Democrats have pledged to renew the Voting Rights Act in the name of late Civil Rights leader and congressman John Lewis following a US Supreme Court ruling that voting rights advocates argue have allowed states to suppress

At the beginning of Wednesday’s event, vice presidential nominee Harris pointed to recent ”obstacles and misinformation and folks making it harder to cast your ballot” before asking, “Why don’t they want us to vote?”

“Why is there so much effort to silence our voices?” she said. “The answer is when we vote, things change. When we vote, things get better. When we vote, we address the need for all people to be treated with dignity and respect.”

In her remarks, Secretary Clinton invoked the president’s 2016 question – “what do you have to lose?”.

“Well, now we know,” she said. “Our health, our jobs, our lives, our leadership in the world and even or post office.”

She rallied Democrats to “set our sights higher than getting one man out of the White House.”
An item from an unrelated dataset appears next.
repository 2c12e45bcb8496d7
pub mod config;
pub mod error;
pub mod telemetry;
pub mod workflows;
Ms Clinton said voters should vote job creation, emergency relief to families and businesses, paid family leave, for DACA recipients, to “make sure a foreign adversary” doesn’t choose the president, and for “law enforcement that serves and respects communities of colour”.

“Vote for justice for George Floyd, Breonna Taylor, and Ahmaud Arbery, because Black Lives Matter,” she said.

“Vote like our lives and livelihoods are on the line,” she added, “because they are.”